You are viewing a plain text version of this content. The canonical link for it is here.
Posted to dev@mahout.apache.org by Benson Margulies <bi...@gmail.com> on 2010/01/16 14:41:01 UTC

Abbreviations?

I have approval from the CEO to contribute our collection of
abbreviations to Mahout.

We use them with the ICU breakers.

I guess IP clearance is called for here, but, thinking ahead, where
would people like to see files of abbreviations in various languages
show up?

Re: Abbreviations?

Posted by Ted Dunning <te...@gmail.com>.
+1 as well.

I think it should be in core rather than utils due to dependency issues.

On Sat, Jan 16, 2010 at 7:16 AM, Olivier Grisel <ol...@ensta.org>wrote:

> 2010/1/16 Grant Ingersoll <gs...@apache.org>:
> > I think we should start a new module, that will be the seed for a
> subproject, called NLP and that contains the stuff for NLP.
> >
> > Either that or put them in the utils module, which is where I envision
> all of things that are "helpful" for ML go, but aren't required.
>
> +1 for an explicit "org.apache.mahout.nlp module". Tools to turn
> wikipedia dumps into term freq vectors could also move there instead
> of "examples".
>
> --
> Olivier
> http://twitter.com/ogrisel - http://code.oliviergrisel.name
>



-- 
Ted Dunning, CTO
DeepDyve

Re: Abbreviations?

Posted by Robin Anil <ro...@gmail.com>.
+1 from my side for nlp stuff

On Sun, Jan 17, 2010 at 7:08 PM, Drew Farris <dr...@gmail.com> wrote:

> On Sat, Jan 16, 2010 at 12:49 PM, Ted Dunning <te...@gmail.com>
> wrote:
> > How about src/main/resources/nlp?
> >
>
> +1 to src/main/resources/nlp in mahout-core
>

Re: Abbreviations?

Posted by Drew Farris <dr...@gmail.com>.
On Sat, Jan 16, 2010 at 12:49 PM, Ted Dunning <te...@gmail.com> wrote:
> How about src/main/resources/nlp?
>

+1 to src/main/resources/nlp in mahout-core

Re: Abbreviations?

Posted by Ted Dunning <te...@gmail.com>.
How about src/main/resources/nlp?

On Sat, Jan 16, 2010 at 9:31 AM, Benson Margulies <bi...@gmail.com>wrote:

> Sure.
>
> However, the immediate contribution is data. src/main/resources?

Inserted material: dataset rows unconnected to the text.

use std::path::PathBuf;

use candle_core::{
    utils::{cuda_is_available, metal_is_available},
    Device,
};

use crate::{
    checkpoint::{CheckpointStore, GroupState, SaveRequest},
    data::{create_loader, DataLoader, Split},
    logging::{Logger, LoggingSettings, StepPosition},
    metrics::{ErrorBuffer, Errors},
    pipelines::{build_pipeline, Pipeline},
    scheduler::SchedulerState,
    visualization::save_grid,
    TrainingConfig, TrainingError,
};

/// Epoch-based training loop around one [`Pipeline`].
pub struct Trainer {
    config: TrainingConfig,
    device: Device,
    pipeline: Box<dyn Pipeline>,
    train_loader: DataLoader,
    test_loader: DataLoader,
    store: CheckpointStore,
    logger: Logger,
    start_epoch: usize,
    total_steps: usize,
    last_monitor: Option<f64>,
}

impl Trainer {
    pub fn new(config: TrainingConfig) -> Result<Self, TrainingError> {
        config.validate()?;
        if !config.is_train {
            return Err(TrainingError::initialization(
                "trainer requires a configuration with is_train = true",
            ));
        }

        let device = select_device(&config.runtime.devices);
        if let Err(err) = device.set_seed(config.runtime.seed) {
            log::warn!("failed to seed device RNG: {err}");
        }

        let train_loader = create_loader(&config, None, &device)?;
        let test_split = if config.data.debug { Split::Debug } else { Split::Test };
        let test_loader = create_loader(&config, Some(test_split), &device)?;
        if train_loader.num_batches() == 0 {
            return Err(TrainingError::initialization(format!(
                "training split has {} samples, fewer than one batch of {}",
                train_loader.dataset().len(),
                train_loader.batch_size()
            )));
        }

        let store = CheckpointStore::for_run(&config);
        let options = store.save_options(&config)?;
        log::info!("options saved to {}", options.display());

        let (pipeline, manifest) = build_pipeline(&config, &device)?;
        let (start_epoch, total_steps) = match manifest {
            Some(manifest) => {
                log::info!(
                    "resuming after epoch {} ({} steps)",
                    manifest.epoch,
                    manifest.total_steps
                );
                (manifest.epoch + 1, manifest.total_steps)
            }
            None => (config.scheduler.epoch_count, 0),
        };
        let logger = Logger::new(LoggingSettings::from_config(&config))?;

        Ok(Self {
            config,
            device,
            pipeline,
            train_loader,
            test_loader,
            store,
            logger,
            start_epoch,
            total_steps,
            last_monitor: None,
        })
    }

    pub fn config(&self) -> &TrainingConfig {
        &self.config
    }

    pub fn device(&self) -> &Device {
        &self.device
    }

    pub fn pipeline(&self) -> &dyn Pipeline {
        self.pipeline.as_ref()
    }

    pub fn total_steps(&self) -> usize {
        self.total_steps
    }

    pub fn train(&mut self) -> Result<(), TrainingError> {
        self.train_with_shutdown(|| false)
    }

    /// Runs the remaining epochs, stepping every schedule at the start of
    /// each. `should_stop` is polled before every step; once it returns true
    /// the `latest` checkpoint is written and the loop ends without finishing
    /// the epoch.
    pub fn train_with_shutdown<F>(&mut self, mut should_stop: F) -> Result<(), TrainingError>
    where
        F: FnMut() -> bool,
    {
        let last_epoch = self.config.scheduler.last_epoch();
        let iters_per_epoch = self.train_loader.num_batches();
        let display_freq = self.config.runtime.display_freq.max(1);
        log::info!(
            "training [{}] on {:?}: epochs {}..={}, {} iterations per epoch",
            self.config.id,
            self.device,
            self.start_epoch,
            last_epoch,
            iters_per_epoch
        );

        for epoch in self.start_epoch..=last_epoch {
            // Pre-step schedules, saved in place of the live ones on a stop.
            let schedules: Vec<SchedulerState> = self
                .pipeline
                .groups()
                .iter()
                .map(|group| group.schedule_state())
                .collect();
            let metric = self.last_monitor;
            for group in self.pipeline.groups_mut() {
                group.step_schedule(metric);
            }
            let rates = self.learning_rates();
            self.train_loader.start_epoch();
            let mut buffer = ErrorBuffer::new();

            for iter in 0..iters_per_epoch {
                if should_stop() {
                    log::warn!("stop requested during epoch {epoch}; saving latest checkpoint");
                    self.save("latest", epoch.saturating_sub(1), Some(&schedules))?;
                    self.logger.flush();
                    return Ok(());
                }
                let batch = self.train_loader.batch(iter)?;
                let errors = self.pipeline.train_step(&batch)?;
                self.total_steps += 1;
                buffer.add(&errors);

                if (iter + 1) % display_freq == 0 {
                    let position = StepPosition {
                        epoch,
                        last_epoch,
                        iter: iter + 1,
                        iters_per_epoch,
                        total_steps: self.total_steps,
                    };
                    self.logger
                        .log_training_step(position, &rates, &buffer.take_summary());
                }
            }

            if epoch % self.config.runtime.test_epoch_freq.max(1) == 0 {
                self.test(epoch)?;
            }
            if epoch % self.config.runtime.vis_epoch_freq.max(1) == 0 {
                self.visualize(epoch)?;
            }
            self.save("latest", epoch, None)?;
            if epoch % self.config.runtime.save_epoch_freq.max(1) == 0 {
                self.save(&epoch.to_string(), epoch, None)?;
                log::info!("saved checkpoint for epoch {epoch}");
            }
        }

        self.logger.flush();
        Ok(())
    }

    /// Evaluates the whole test split, logs the averaged errors and records
    /// the plateau monitor.
    pub fn test(&mut self, epoch: usize) -> Result<Errors, TrainingError> {
        let errors = self.evaluate()?;
        self.logger.log_evaluation(epoch, self.total_steps, &errors);
        let monitor = self.pipeline.plan().monitor;
        self.last_monitor = errors.get(monitor);
        Ok(errors)
    }

    pub fn evaluate(&mut self) -> Result<Errors, TrainingError> {
        self.pipeline.begin_test();
        self.test_loader.start_epoch();
        let mut buffer = ErrorBuffer::new();
        for index in 0..self.test_loader.num_batches() {
            let batch = self.test_loader.batch(index)?;
            buffer.add(&self.pipeline.evaluate(&batch, true)?);
        }
        let mut errors = buffer.summary();
        errors.extend(&self.pipeline.finish_test()?);
        Ok(errors)
    }

    /// Writes `<run>/vis/<epoch>_<split>.jpg` for the first train and test
    /// batch.
    fn visualize(&mut self, epoch: usize) -> Result<Vec<PathBuf>, TrainingError> {
        let max_n_vis = self.config.runtime.max_n_vis.max(1);
        let dir = self.config.run_dir().join("vis");
        let mut written = Vec::new();
        for (split, loader) in [("train", &mut self.train_loader), ("test", &mut self.test_loader)] {
            if loader.num_batches() == 0 {
                continue;
            }
            let batch = loader.batch(0)?.head(max_n_vis)?;
            let visuals = self.pipeline.visuals(&batch)?;
            let path = dir.join(format!("{epoch}_{split}.jpg"));
            save_grid(&visuals, &path)?;
            written.push(path);
        }
        log::info!("visualization of epoch {epoch} saved to {}", dir.display());
        Ok(written)
    }

    fn learning_rates(&self) -> Vec<(String, f64)> {
        self.pipeline
            .groups()
            .iter()
            .map(|group| (group.name.clone(), group.optimizer.learning_rate()))
            .collect()
    }

    /// Writes every network and group state under `label`. `schedules`
    /// replaces the scheduler part of each group state when given.
    fn save(
        &self,
        label: &str,
        epoch: usize,
        schedules: Option<&[SchedulerState]>,
    ) -> Result<(), TrainingError> {
        let networks = self.pipeline.networks();
        let groups = self
            .pipeline
            .groups()
            .iter()
            .enumerate()
            .map(|(i, group)| {
                let mut state = group.state()?;
                if let Some(schedule) = schedules.and_then(|s| s.get(i)) {
                    state.scheduler = schedule.clone();
                }
                Ok((group.name.as_str(), state))
            })
            .collect::<Result<Vec<(&str, GroupState)>, TrainingError>>()?;
        self.store.save(SaveRequest {
            label,
            config: &self.config,
            networks: &networks,
            groups: &groups,
            epoch,
            total_steps: self.total_steps,
        })?;
        Ok(())
    }
}

/// First listed GPU when a backend is available, otherwise the CPU. An empty
/// device list selects the CPU.
pub fn select_device(devices: &[usize]) -> Device {
    let Some(&ordinal) = devices.first() else {
        log::info!("no devices requested; using CPU");
        return Device::Cpu;
    };
    if cuda_is_available() {
        match Device::new_cuda(ordinal) {
            Ok(device) => {
                log::info!("device: using CUDA GPU #{ordinal}");
                return device;
            }
            Err(err) => log::warn!("cuda reported available but initialization failed: {err}"),
        }
    }
    if metal_is_available() {
        match Device::new_metal(ordinal) {
            Ok(device) => {
                log::info!("device: using Metal GPU #{ordinal}");
                return device;
            }
            Err(err) => log::warn!("failed to initialize metal device, falling back to CPU: {err}"),
        }
    } else {
        log::warn!("no usable GPU backend; using CPU");
    }
    Device::Cpu
}
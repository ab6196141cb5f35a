use std::path::PathBuf;

use clap::Parser;
use indicatif::{ProgressBar, ProgressStyle};
use training::{
    checkpoint::CheckpointStore,
    config::PreservedOptions,
    data::create_loader,
    metrics::ErrorBuffer,
    pipelines::build_pipeline,
    trainer::select_device,
    visualization::{save_grid, save_image},
    TrainingConfig, TrainingError,
};

fn main() {
    env_logger::Builder::from_env(env_logger::Env::default().default_filter_or("info")).init();
    if let Err(err) = run() {
        log::error!("test failed: {err}");
        std::process::exit(1);
    }
}

#[derive(Parser, Debug)]
#[command(author, version, about = "Evaluate a trained run on its test split", long_about = None)]
struct Args {
    #[arg(long, value_name = "RUN", help = "Id of the trained run")]
    id: String,

    #[arg(long, value_name = "DIR", help = "Replace the dataset root of the run")]
    data_root: Option<PathBuf>,

    #[arg(long, default_value = "latest", help = "Checkpoint label to load")]
    which_epoch: String,

    #[arg(long, default_value_t = 1)]
    batch_size: usize,

    #[arg(long, help = "Evaluate at most this many batches")]
    nbatch: Option<usize>,

    #[arg(long, help = "Write generated images to <run>/test/")]
    save_output: bool,

    #[arg(long, default_value_t = 16, help = "Samples in the visualization grid")]
    max_n_vis: usize,

    #[arg(long, default_value = "checkpoints")]
    checkpoints_dir: PathBuf,

    #[arg(long, value_delimiter = ',', help = "GPU ordinals; CPU when empty")]
    devices: Vec<usize>,
}

fn run() -> Result<(), TrainingError> {
    let args = Args::parse();

    let store = CheckpointStore::resolve(&args.checkpoints_dir, &args.id);
    let mut config = TrainingConfig::from_train_opt(
        store.options_path(),
        PreservedOptions {
            devices: args.devices.clone(),
            batch_size: args.batch_size,
            is_train: false,
        },
    )?;
    config.runtime.checkpoints_dir = args.checkpoints_dir.clone();
    config.runtime.which_epoch = args.which_epoch.clone();
    config.runtime.continue_train = false;
    if let Some(root) = &args.data_root {
        config.data.data_root = root.clone();
    }

    let device = select_device(&config.runtime.devices);
    let mut loader = create_loader(&config, None, &device)?;
    let (mut pipeline, _) = build_pipeline(&config, &device)?;
    let output_dir = config.run_dir().join("test");

    let total = args
        .nbatch
        .map_or(loader.num_batches(), |n| n.min(loader.num_batches()));
    let pb = ProgressBar::new(total.max(1) as u64);
    pb.set_style(
        ProgressStyle::with_template("[{elapsed_precise}] {bar:40.cyan/blue} {pos}/{len} ({eta})")
            .map_err(|err| TrainingError::runtime(format!("invalid progress template: {err}")))?
            .progress_chars("=>-"),
    );

    pipeline.begin_test();
    loader.start_epoch();
    let mut buffer = ErrorBuffer::new();
    for index in 0..total {
        let batch = loader.batch(index)?;
        buffer.add(&pipeline.evaluate(&batch, true)?);

        if index == 0 && args.max_n_vis > 0 {
            let visuals = pipeline.visuals(&batch.head(args.max_n_vis)?)?;
            save_grid(&visuals, &output_dir.join(format!("vis_{}.jpg", args.which_epoch)))?;
        }
        if args.save_output {
            if let Some(images) = pipeline.output_images(&batch)? {
                for (i, id) in batch.ids().iter().enumerate() {
                    let path = output_dir.join(format!("{}.jpg", id.join("_")));
                    save_image(&images.get(i)?, &path)?;
                }
            }
        }
        pb.inc(1);
    }
    pb.finish_and_clear();

    let mut errors = buffer.summary();
    errors.extend(&pipeline.finish_test()?);
    println!("[{}] {} test batches, checkpoint [{}]", config.id, total, args.which_epoch);
    for (name, value) in errors.iter() {
        println!("{name:>16}: {value:.4}");
    }
    if args.save_output {
        log::info!("outputs saved to {}", output_dir.display());
    }
    Ok(())
}
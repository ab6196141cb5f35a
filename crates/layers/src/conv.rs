//! Convolution blocks: `pad -> conv -> norm -> activation -> dropout`.
//!
//! Both blocks implement [`ModuleT`] so the `train` flag reaches batch norm and
//! dropout. Parameters live under `<prefix>.conv.*` and `<prefix>.norm.*`.

use candle_core::{Result, Tensor};
use candle_nn::{
    conv2d, conv2d_no_bias, conv_transpose2d, conv_transpose2d_no_bias, Conv2d, Conv2dConfig,
    ConvTranspose2d, ConvTranspose2dConfig, Dropout, Module, ModuleT, VarBuilder,
};

use crate::{ActivationKind, Norm2d, NormKind, PaddingKind};

/// Shape and post-processing of a single convolution block.
#[derive(Debug, Clone, Copy, PartialEq)]
pub struct ConvBlockConfig {
    pub kernel: usize,
    pub stride: usize,
    pub padding: usize,
    /// How `padding` is realised; zero padding is folded into the conv.
    pub padding_kind: PaddingKind,
    pub norm: NormKind,
    pub activation: ActivationKind,
    pub bias: bool,
    pub dropout: Option<f32>,
}

impl ConvBlockConfig {
    /// A zero-padded conv whose bias follows the norm kind.
    pub fn new(kernel: usize, stride: usize, padding: usize, norm: NormKind) -> Self {
        Self {
            kernel,
            stride,
            padding,
            padding_kind: PaddingKind::Zero,
            norm,
            activation: ActivationKind::Relu,
            bias: norm.use_bias(),
            dropout: None,
        }
    }

    pub fn with_padding_kind(mut self, kind: PaddingKind) -> Self {
        self.padding_kind = kind;
        self
    }

    pub fn with_activation(mut self, activation: ActivationKind) -> Self {
        self.activation = activation;
        self
    }

    pub fn with_bias(mut self, bias: bool) -> Self {
        self.bias = bias;
        self
    }

    pub fn with_dropout(mut self, dropout: Option<f32>) -> Self {
        self.dropout = dropout;
        self
    }
}

#[derive(Debug, Clone)]
pub struct ConvBlock {
    config: ConvBlockConfig,
    conv: Conv2d,
    norm: Norm2d,
    dropout: Option<Dropout>,
}

impl ConvBlock {
    pub fn new(in_c: usize, out_c: usize, config: ConvBlockConfig, vb: VarBuilder) -> Result<Self> {
        let conv_config = Conv2dConfig {
            padding: config.padding_kind.conv_padding(config.padding),
            stride: config.stride,
            ..Default::default()
        };
        let conv = if config.bias {
            conv2d(in_c, out_c, config.kernel, conv_config, vb.pp("conv"))?
        } else {
            conv2d_no_bias(in_c, out_c, config.kernel, conv_config, vb.pp("conv"))?
        };
        let norm = Norm2d::new(config.norm, out_c, vb.pp("norm"))?;
        Ok(Self {
            config,
            conv,
            norm,
            dropout: config.dropout.map(Dropout::new),
        })
    }

    pub fn config(&self) -> &ConvBlockConfig {
        &self.config
    }
}

impl ModuleT for ConvBlock {
    fn forward_t(&self, xs: &Tensor, train: bool) -> Result<Tensor> {
        let xs = self.config.padding_kind.pre_pad(xs, self.config.padding)?;
        let xs = self.conv.forward(&xs)?;
        let xs = self.norm.forward_t(&xs, train)?;
        let xs = self.config.activation.forward(&xs)?;
        match &self.dropout {
            Some(dropout) => dropout.forward(&xs, train),
            None => Ok(xs),
        }
    }
}

/// Transposed convolution block used by decoders.
#[derive(Debug, Clone)]
pub struct UpConvBlock {
    conv: ConvTranspose2d,
    norm: Norm2d,
    activation: ActivationKind,
    dropout: Option<Dropout>,
}

impl UpConvBlock {
    /// `kernel`/`stride`/`padding`/`output_padding` follow
    /// `out = (in - 1) * stride - 2 * padding + kernel + output_padding`.
    #[allow(clippy::too_many_arguments)]
    pub fn new(
        in_c: usize,
        out_c: usize,
        kernel: usize,
        stride: usize,
        padding: usize,
        output_padding: usize,
        norm: NormKind,
        activation: ActivationKind,
        bias: bool,
        vb: VarBuilder,
    ) -> Result<Self> {
        let config = ConvTranspose2dConfig {
            padding,
            output_padding,
            stride,
            dilation: 1,
        };
        let conv = if bias {
            conv_transpose2d(in_c, out_c, kernel, config, vb.pp("conv"))?
        } else {
            conv_transpose2d_no_bias(in_c, out_c, kernel, config, vb.pp("conv"))?
        };
        Ok(Self {
            conv,
            norm: Norm2d::new(norm, out_c, vb.pp("norm"))?,
            activation,
            dropout: None,
        })
    }

    /// Stride-2 upsampling that exactly doubles the spatial size
    /// (`kernel 3, padding 1, output_padding 1`).
    pub fn double(in_c: usize, out_c: usize, norm: NormKind, vb: VarBuilder) -> Result<Self> {
        Self::new(
            in_c,
            out_c,
            3,
            2,
            1,
            1,
            norm,
            ActivationKind::Relu,
            norm.use_bias(),
            vb,
        )
    }

    pub fn with_dropout(mut self, dropout: Option<f32>) -> Self {
        self.dropout = dropout.map(Dropout::new);
        self
    }
}

impl ModuleT for UpConvBlock {
    fn forward_t(&self, xs: &Tensor, train: bool) -> Result<Tensor> {
        let xs = self.conv.forward(xs)?;
        let xs = self.norm.forward_t(&xs, train)?;
        let xs = self.activation.forward(&xs)?;
        match &self.dropout {
            Some(dropout) => dropout.forward(&xs, train),
            None => Ok(xs),
        }
    }
}

#[cfg(test)]
mod tests {
    use super::*;
    use candle_core::{DType, Device};
    use candle_nn::VarMap;

    #[test]
    fn stride_two_halves_and_transpose_doubles() -> Result<()> {
        let device = Device::Cpu;
        let varmap = VarMap::new();
        let vb = VarBuilder::from_varmap(&varmap, DType::F32, &device);
        let down = ConvBlock::new(
            3,
            8,
            ConvBlockConfig::new(3, 2, 1, NormKind::Instance),
            vb.pp("down"),
        )?;
        let up = UpConvBlock::double(8, 4, NormKind::Batch, vb.pp("up"))?;
        let xs = Tensor::randn(0f32, 1.0, (2, 3, 16, 12), &device)?;
        let hidden = down.forward_t(&xs, true)?;
        assert_eq!(hidden.dims(), &[2, 8, 8, 6]);
        let out = up.forward_t(&hidden, false)?;
        assert_eq!(out.dims(), &[2, 4, 16, 12]);
        Ok(())
    }

    #[test]
    fn reflect_padded_conv7_keeps_size() -> Result<()> {
        let device = Device::Cpu;
        let varmap = VarMap::new();
        let vb = VarBuilder::from_varmap(&varmap, DType::F32, &device);
        let config = ConvBlockConfig::new(7, 1, 3, NormKind::None)
            .with_padding_kind(PaddingKind::Reflect)
            .with_activation(ActivationKind::Tanh);
        let block = ConvBlock::new(4, 3, config, vb)?;
        let xs = Tensor::randn(0f32, 1.0, (1, 4, 10, 10), &device)?;
        let out = block.forward_t(&xs, false)?;
        assert_eq!(out.dims(), &[1, 3, 10, 10]);
        let max = out.abs()?.max_all()?.to_vec0::<f32>()?;
        assert!(max <= 1.0);
        Ok(())
    }
}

Something
> else?
>
> On Sat, Jan 16, 2010 at 10:16 AM, Olivier Grisel
> <ol...@ensta.org> wrote:
> > 2010/1/16 Grant Ingersoll <gs...@apache.org>:
> >> I think we should start a new module, that will be the seed for a
> subproject, called NLP and that contains the stuff for NLP.
> >>
> >> Either that or put them in the utils module, which is where I envision
> all of things that are "helpful" for ML go, but aren't required.
> >
> > +1 for an explicit "org.apache.mahout.nlp module". Tools to turn
> > wikipedia dumps into term freq vectors could also move there instead
> > of "examples".
> >
> > --
> > Olivier
> > http://twitter.com/ogrisel - http://code.oliviergrisel.name
> >
>



-- 
Ted Dunning, CTO
DeepDyve

Re: Abbreviations?

Posted by Benson Margulies <bi...@gmail.com>.
Sure.

However, the immediate contribution is data. src/main/resources? Something else?

On Sat, Jan 16, 2010 at 10:16 AM, Olivier Grisel
<ol...@ensta.org> wrote:
> 2010/1/16 Grant Ingersoll <gs...@apache.org>:
>> I think we should start a new module, that will be the seed for a subproject, called NLP and that contains the stuff for NLP.
>>
>> Either that or put them in the utils module, which is where I envision all of things that are "helpful" for ML go, but aren't required.
>
> +1 for an explicit "org.apache.mahout.nlp module". Tools to turn
> wikipedia dumps into term freq vectors could also move there instead
> of "examples".
>
> --
> Olivier
> http://twitter.com/ogrisel - http://code.oliviergrisel.name
>

Re: Abbreviations?

Posted by Olivier Grisel <ol...@ensta.org>.
2010/1/16 Grant Ingersoll <gs...@apache.org>:
> I think we should start a new module, that will be the seed for a subproject, called NLP and that contains the stuff for NLP.
>
> Either that or put them in the utils module, which is where I envision all of things that are "helpful" for ML go, but aren't required.

+1 for an explicit "org.apache.mahout.nlp module". Tools to turn
wikipedia dumps into term freq vectors could also move there instead
of "examples".

-- 
Olivier
http://twitter.com/ogrisel - http://code.oliviergrisel.name

Re: Abbreviations?

Posted by Grant Ingersoll <gs...@apache.org>.
I think we should start a new module, that will be the seed for a subproject, called NLP and that contains the stuff for NLP.  

Either that or put them in the utils module, which is where I envision all of things that are "helpful" for ML go, but aren't required.

On Jan 16, 2010, at 8:41 AM, Benson Margulies wrote:

> I have approval from the CEO to contribute our collection of
> abbreviations to Mahout.
> 
> We use them with the ICU breakers.
> 
> I guess IP clearance is called for here, but, thinking ahead, where
> would people like to see files of abbreviations in various languages
> show up?